ACTIVITY =>
In the entries below, find every line with the string "AtomicBool" and copy it.

SOURCE INFORMATION =>
// src/user_management.rs

use actix_web::{web, HttpResponse};
use log::info;
use mongodb::bson::{oid::ObjectId, DateTime as BsonDateTime};
use serde::{Deserialize, Serialize};

use crate::app_state::AppState;
use crate::auth::Authenticated;
use crate::error::{ApiError, Envelope};
use crate::models::{ProfileUpdate, Role, User, UserProfile};
use crate::policy::{authorize_role_change, authorize_user, authorize_user_admin, authorize_user_delete};

/// Body of `PUT /api/users/{id}`: the profile fields plus, for admins, `role`.
#[derive(Debug, Clone, Default, Serialize, Deserialize)]
pub struct UpdateUserRequest {
    #[serde(flatten)]
    pub profile: ProfileUpdate,
    #[serde(default, skip_serializing_if = "Option::is_none")]
    pub role: Option<Role>,
}

fn user_not_found() -> ApiError {
    ApiError::NotFound("User not found".into())
}

fn parse_user_id(raw: &str) -> Result<ObjectId, ApiError> {
    ObjectId::parse_str(raw).map_err(|_| user_not_found())
}

async fn load_user(data: &AppState, id: ObjectId, context: &str) -> Result<User, ApiError> {
    data.repo
        .find_user(id)
        .await
        .map_err(|e| ApiError::internal(context, e))?
        .ok_or_else(user_not_found)
}

/// GET /api/users
/// Admin only. Returns every account as a bare array, newest first.
pub async fn list_users(auth: Authenticated, data: web::Data<AppState>) -> Result<HttpResponse, ApiError> {
    authorize_user_admin(&auth.actor())?;
    let users = data
        .repo
        .list_users()
        .await
        .map_err(|e| ApiError::internal("Error fetching users", e))?;
    let profiles: Vec<UserProfile> = users.iter().map(User::profile).collect();
    Ok(HttpResponse::Ok().json(profiles))
}

/// GET /api/users/{id}
pub async fn get_user(
    auth: Authenticated,
    data: web::Data<AppState>,
    path: web::Path<String>,
) -> Result<HttpResponse, ApiError> {
    let id = parse_user_id(&path)?;
    authorize_user(&auth.actor(), id)?;
    let user = load_user(&data, id, "Error fetching user").await?;
    Ok(HttpResponse::Ok().json(Envelope::data(user.profile())))
}

/// PUT /api/users/{id}
pub async fn update_user(
    auth: Authenticated,
    data: web::Data<AppState>,
    path: web::Path<String>,
    payload: web::Json<UpdateUserRequest>,
) -> Result<HttpResponse, ApiError> {
    const CONTEXT: &str = "Error updating user";
    let actor = auth.actor();
    let id = parse_user_id(&path)?;
    authorize_user(&actor, id)?;
    if payload.role.is_some() {
        authorize_role_change(&actor)?;
    }

    let mut user = load_user(&data, id, CONTEXT).await?;
    user.apply_profile(&payload.profile, BsonDateTime::now())?;
    if let Some(role) = payload.role {
        user.role = role;
    }
    let replaced = data
        .repo
        .replace_user(&user)
        .await
        .map_err(|e| ApiError::storage(CONTEXT, e))?;
    if !replaced {
        return Err(user_not_found());
    }
    info!("User updated: {} by {}", user.id, actor.id);
    Ok(HttpResponse::Ok().json(Envelope::with_message("User updated successfully", user.profile())))
}

/// DELETE /api/users/{id}
/// Tasks referencing the account are left alone; their views show the
/// reference as null from then on.
pub async fn delete_user(
    auth: Authenticated,
    data: web::Data<AppState>,
    path: web::Path<String>,
) -> Result<HttpResponse, ApiError> {
    let actor = auth.actor();
    let id = parse_user_id(&path)?;
    authorize_user_delete(&actor, id)?;

    let deleted = data
        .repo
        .delete_user(id)
        .await
        .map_err(|e| ApiError::internal("Error deleting user", e))?;
    if !deleted {
        return Err(user_not_found());
    }
    info!("User deleted: {} by {}", id, actor.id);
    Ok(HttpResponse::Ok().json(Envelope::message("User deleted successfully")))
}

#[cfg(test)]
mod tests {
    use std::sync::Arc;

    use actix_web::{http::StatusCode, test};
    use serde_json::{json, Value};

    use super::*;
    use crate::repository::memory::MemoryRepository;
    use crate::repository::Repository;
    use crate::test_support::{bearer, seed_user, state, test_app};

    #[actix_web::test]
    async fn only_admins_list_users() {
        let repo = Arc::new(MemoryRepository::new());
        let (_, admin_token) = seed_user(&repo, "Root", Role::Admin).await;
        let (_, token) = seed_user(&repo, "Ada", Role::User).await;
        let app = test_app!(state(repo.clone()));

        let req = test::TestRequest::get().uri("/api/users").insert_header(bearer(&token)).to_request();
        assert_eq!(test::call_service(&app, req).await.status(), StatusCode::FORBIDDEN);

        let req = test::TestRequest::get().uri("/api/users").insert_header(bearer(&admin_token)).to_request();
        let body: Value = test::call_and_read_body_json(&app, req).await;
        let users = body.as_array().unwrap();
        assert_eq!(users.len(), 2);
        assert!(users.iter().all(|u| u.get("password").is_none()));
    }

    #[actix_web::test]
    async fn users_edit_themselves_but_not_their_role() {
        let repo = Arc::new(MemoryRepository::new());
        let (ada, token) = seed_user(&repo, "Ada", Role::User).await;
        let (bob, _) = seed_user(&repo, "Bob", Role::User).await;
        let app = test_app!(state(repo.clone()));

        let req = test::TestRequest::put()
            .uri(&format!("/api/users/{}", ada.id.to_hex()))
            .insert_header(bearer(&token))
            .set_json(json!({ "name": "Ada L." }))
            .to_request();
        let body: Value = test::call_and_read_body_json(&app, req).await;
        assert_eq!(body["data"]["name"], "Ada L.");

        let req = test::TestRequest::put()
            .uri(&format!("/api/users/{}", ada.id.to_hex()))
            .insert_header(bearer(&token))
            .set_json(json!({ "role": "admin" }))
            .to_request();
        assert_eq!(test::call_service(&app, req).await.status(), StatusCode::FORBIDDEN);

        let req = test::TestRequest::get()
            .uri(&format!("/api/users/{}", bob.id.to_hex()))
            .insert_header(bearer(&token))
            .to_request();
        assert_eq!(test::call_service(&app, req).await.status(), StatusCode::FORBIDDEN);

        let req = test::TestRequest::put()
            .uri(&format!("/api/users/{}", ada.id.to_hex()))
            .insert_header(bearer(&token))
            .set_json(json!({ "email": "bob@example.com" }))
            .to_request();
        let resp = test::call_service(&app, req).await;
        assert_eq!(resp.status(), StatusCode::BAD_REQUEST);
        let body: Value = test::read_body_json(resp).await;
        assert_eq!(body["message"], "User already exists with this email");
    }

    #[actix_web::test]
    async fn admins_promote_and_delete_others_but_not_themselves() {
        let repo = Arc::new(MemoryRepository::new());
        let (root, admin_token) = seed_user(&repo, "Root", Role::Admin).await;
        let (ada, _) = seed_user(&repo, "Ada", Role::User).await;
        let app = test_app!(state(repo.clone()));

        let req = test::TestRequest::put()
            .uri(&format!("/api/users/{}", ada.id.to_hex()))
            .insert_header(bearer(&admin_token))
            .set_json(json!({ "role": "admin" }))
            .to_request();
        let body: Value = test::call_and_read_body_json(&app, req).await;
        assert_eq!(body["data"]["role"], "admin");

        let req = test::TestRequest::delete()
            .uri(&format!("/api/users/{}", root.id.to_hex()))
            .insert_header(bearer(&admin_token))
            .to_request();
        assert_eq!(test::call_service(&app, req).await.status(), StatusCode::FORBIDDEN);

        let req = test::TestRequest::delete()
            .uri(&format!("/api/users/{}", ada.id.to_hex()))
            .insert_header(bearer(&admin_token))
            .to_request();
        assert_eq!(test::call_service(&app, req).await.status(), StatusCode::OK);
        assert!(repo.find_user(ada.id).await.unwrap().is_none());

        let req = test::TestRequest::delete()
            .uri(&format!("/api/users/{}", ada.id.to_hex()))
            .insert_header(bearer(&admin_token))
            .to_request();
        assert_eq!(test::call_service(&app, req).await.status(), StatusCode::NOT_FOUND);
    }
}
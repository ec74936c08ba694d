pub mod task;
pub mod user;

use chrono::{DateTime, Utc};
use mongodb::bson::DateTime as BsonDateTime;
use thiserror::Error;

pub use task::{
    is_overdue, Attachment, Comment, CommentAuthor, CreateTaskRequest, Task, TaskPriority,
    TaskPatch, TaskStats, TaskStatus, TaskView, UpdateTaskRequest,
};
pub use user::{ProfileUpdate, Role, User, UserProfile, UserSummary};

/// A schema constraint violated by a task or user document.
#[derive(Debug, Clone, PartialEq, Eq, Error)]
#[error("{message}")]
pub struct ValidationError {
    pub field: &'static str,
    pub message: String,
}

impl ValidationError {
    pub fn new(field: &'static str, message: impl Into<String>) -> Self {
        Self {
            field,
            message: message.into(),
        }
    }
}

/// Trims a required string field and rejects it when blank or too long.
pub(crate) fn required_text(
    field: &'static str,
    value: &str,
    max: usize,
    missing: &str,
    too_long: &str,
) -> Result<String, ValidationError> {
    let trimmed = value.trim();
    if trimmed.is_empty() {
        return Err(ValidationError::new(field, missing));
    }
    if trimmed.chars().count() > max {
        return Err(ValidationError::new(field, too_long));
    }
    Ok(trimmed.to_string())
}

/// A stored millisecond timestamp as a chrono UTC instant.
pub fn to_utc(dt: BsonDateTime) -> DateTime<Utc> {
    DateTime::from_timestamp_millis(dt.timestamp_millis()).unwrap_or_default()
}
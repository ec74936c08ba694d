//! In-memory repository for handler tests. Mirrors the document store's
//! filtering, ordering and uniqueness rules.

use std::collections::HashMap;
use std::sync::atomic::{AtomicBool, Ordering};
use std::sync::{Mutex, MutexGuard, PoisonError};

use chrono::{DateTime, Utc};
use futures::future;
use mongodb::bson::{from_document, oid::ObjectId, DateTime as BsonDateTime, Document};

use super::{RepoFuture, RepoResult, Repository, RepositoryError};
use crate::models::{Comment, Task, TaskPatch, TaskStats, User};
use crate::query::{ListPlan, TaskFilter};

#[derive(Default)]
struct State {
    tasks: Vec<Task>,
    users: Vec<User>,
    revoked: HashMap<String, BsonDateTime>,
}

#[derive(Default)]
pub struct MemoryRepository {
    state: Mutex<State>,
    corrupt: AtomicBool,
}

impl MemoryRepository {
    pub fn new() -> Self {
        Self::default()
    }

    /// Makes every later task listing fail as if a stored document could not
    /// be decoded.
    pub fn corrupt_tasks(&self) {
        self.corrupt.store(true, Ordering::SeqCst);
    }

    fn state(&self) -> MutexGuard<'_, State> {
        self.state.lock().unwrap_or_else(PoisonError::into_inner)
    }

    fn ready<'a, T: Send + 'a>(result: RepoResult<T>) -> RepoFuture<'a, T> {
        Box::pin(future::ready(result))
    }
}

impl Repository for MemoryRepository {
    fn ping(&self) -> RepoFuture<'_, ()> {
        Self::ready(Ok(()))
    }

    fn insert_task<'a>(&'a self, task: &'a Task) -> RepoFuture<'a, ()> {
        self.state().tasks.push(task.clone());
        Self::ready(Ok(()))
    }

    fn find_task(&self, id: ObjectId) -> RepoFuture<'_, Option<Task>> {
        let found = self.state().tasks.iter().find(|t| t.id == id).cloned();
        Self::ready(Ok(found))
    }

    fn find_tasks<'a>(&'a self, plan: &'a ListPlan) -> RepoFuture<'a, Vec<Task>> {
        if self.corrupt.load(Ordering::SeqCst) {
            let err = from_document::<Task>(Document::new()).unwrap_err();
            return Self::ready(Err(RepositoryError::Decode(err)));
        }
        let mut matched: Vec<Task> = self
            .state()
            .tasks
            .iter()
            .filter(|t| plan.filter.matches(t))
            .cloned()
            .collect();
        matched.sort_by(|a, b| plan.sort.compare(a, b));
        let page = matched
            .into_iter()
            .skip(usize::try_from(plan.skip).unwrap_or(usize::MAX))
            .take(plan.limit.map_or(usize::MAX, |l| usize::try_from(l).unwrap_or(usize::MAX)))
            .collect();
        Self::ready(Ok(page))
    }

    fn count_tasks<'a>(&'a self, filter: &'a TaskFilter) -> RepoFuture<'a, u64> {
        let count = self.state().tasks.iter().filter(|t| filter.matches(t)).count();
        Self::ready(Ok(count as u64))
    }

    fn update_task<'a>(&'a self, id: ObjectId, patch: &'a TaskPatch) -> RepoFuture<'a, Option<Task>> {
        let mut state = self.state();
        let updated = state.tasks.iter_mut().find(|t| t.id == id).map(|stored| {
            patch.apply_to(stored);
            stored.clone()
        });
        Self::ready(Ok(updated))
    }

    fn update_task_status<'a>(&'a self, task: &'a Task) -> RepoFuture<'a, bool> {
        let mut state = self.state();
        let updated = match state.tasks.iter_mut().find(|t| t.id == task.id) {
            Some(stored) => {
                stored.status = task.status;
                stored.completed_at = task.completed_at;
                stored.updated_at = task.updated_at;
                true
            }
            None => false,
        };
        Self::ready(Ok(updated))
    }

    fn push_task_comment<'a>(
        &'a self,
        task_id: ObjectId,
        comment: &'a Comment,
        updated_at: BsonDateTime,
    ) -> RepoFuture<'a, bool> {
        let mut state = self.state();
        let pushed = match state.tasks.iter_mut().find(|t| t.id == task_id) {
            Some(stored) => {
                stored.comments.push(comment.clone());
                stored.updated_at = updated_at;
                true
            }
            None => false,
        };
        Self::ready(Ok(pushed))
    }

    fn delete_task(&self, id: ObjectId) -> RepoFuture<'_, bool> {
        let mut state = self.state();
        let before = state.tasks.len();
        state.tasks.retain(|t| t.id != id);
        let deleted = state.tasks.len() < before;
        Self::ready(Ok(deleted))
    }

    fn task_stats<'a>(&'a self, filter: &'a TaskFilter, now: DateTime<Utc>) -> RepoFuture<'a, TaskStats> {
        let state = self.state();
        let stats = TaskStats::from_tasks(state.tasks.iter().filter(|t| filter.matches(t)), now);
        Self::ready(Ok(stats))
    }

    fn insert_user<'a>(&'a self, user: &'a User) -> RepoFuture<'a, ()> {
        let mut state = self.state();
        if state.users.iter().any(|u| u.email == user.email) {
            return Self::ready(Err(RepositoryError::Duplicate("email")));
        }
        state.users.push(user.clone());
        Self::ready(Ok(()))
    }

    fn find_user(&self, id: ObjectId) -> RepoFuture<'_, Option<User>> {
        let found = self.state().users.iter().find(|u| u.id == id).cloned();
        Self::ready(Ok(found))
    }

    fn find_user_by_email<'a>(&'a self, email: &'a str) -> RepoFuture<'a, Option<User>> {
        let found = self.state().users.iter().find(|u| u.email == email).cloned();
        Self::ready(Ok(found))
    }

    fn find_users<'a>(&'a self, ids: &'a [ObjectId]) -> RepoFuture<'a, Vec<User>> {
        let found = self
            .state()
            .users
            .iter()
            .filter(|u| ids.contains(&u.id))
            .cloned()
            .collect();
        Self::ready(Ok(found))
    }

    fn list_users(&self) -> RepoFuture<'_, Vec<User>> {
        let mut users = self.state().users.clone();
        users.sort_by(|a, b| b.created_at.cmp(&a.created_at));
        Self::ready(Ok(users))
    }

    fn replace_user<'a>(&'a self, user: &'a User) -> RepoFuture<'a, bool> {
        let mut state = self.state();
        if state.users.iter().any(|u| u.id != user.id && u.email == user.email) {
            return Self::ready(Err(RepositoryError::Duplicate("email")));
        }
        let replaced = match state.users.iter_mut().find(|u| u.id == user.id) {
            Some(stored) => {
                *stored = user.clone();
                true
            }
            None => false,
        };
        Self::ready(Ok(replaced))
    }

    fn record_login(&self, id: ObjectId, at: BsonDateTime) -> RepoFuture<'_, bool> {
        let mut state = self.state();
        let found = match state.users.iter_mut().find(|u| u.id == id) {
            Some(stored) => {
                stored.last_login = Some(at);
                stored.updated_at = at;
                true
            }
            None => false,
        };
        Self::ready(Ok(found))
    }

    fn delete_user(&self, id: ObjectId) -> RepoFuture<'_, bool> {
        let mut state = self.state();
        let before = state.users.len();
        state.users.retain(|u| u.id != id);
        let deleted = state.users.len() < before;
        Self::ready(Ok(deleted))
    }

    fn revoke_token<'a>(&'a self, jti: &'a str, expires_at: BsonDateTime) -> RepoFuture<'a, ()> {
        self.state().revoked.insert(jti.to_string(), expires_at);
        Self::ready(Ok(()))
    }

    fn is_token_revoked<'a>(&'a self, jti: &'a str) -> RepoFuture<'a, bool> {
        let revoked = self.state().revoked.contains_key(jti);
        Self::ready(Ok(revoked))
    }
}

SOLUTION =>
use std::sync::atomic::{AtomicBool, Ordering};
    corrupt: AtomicBool,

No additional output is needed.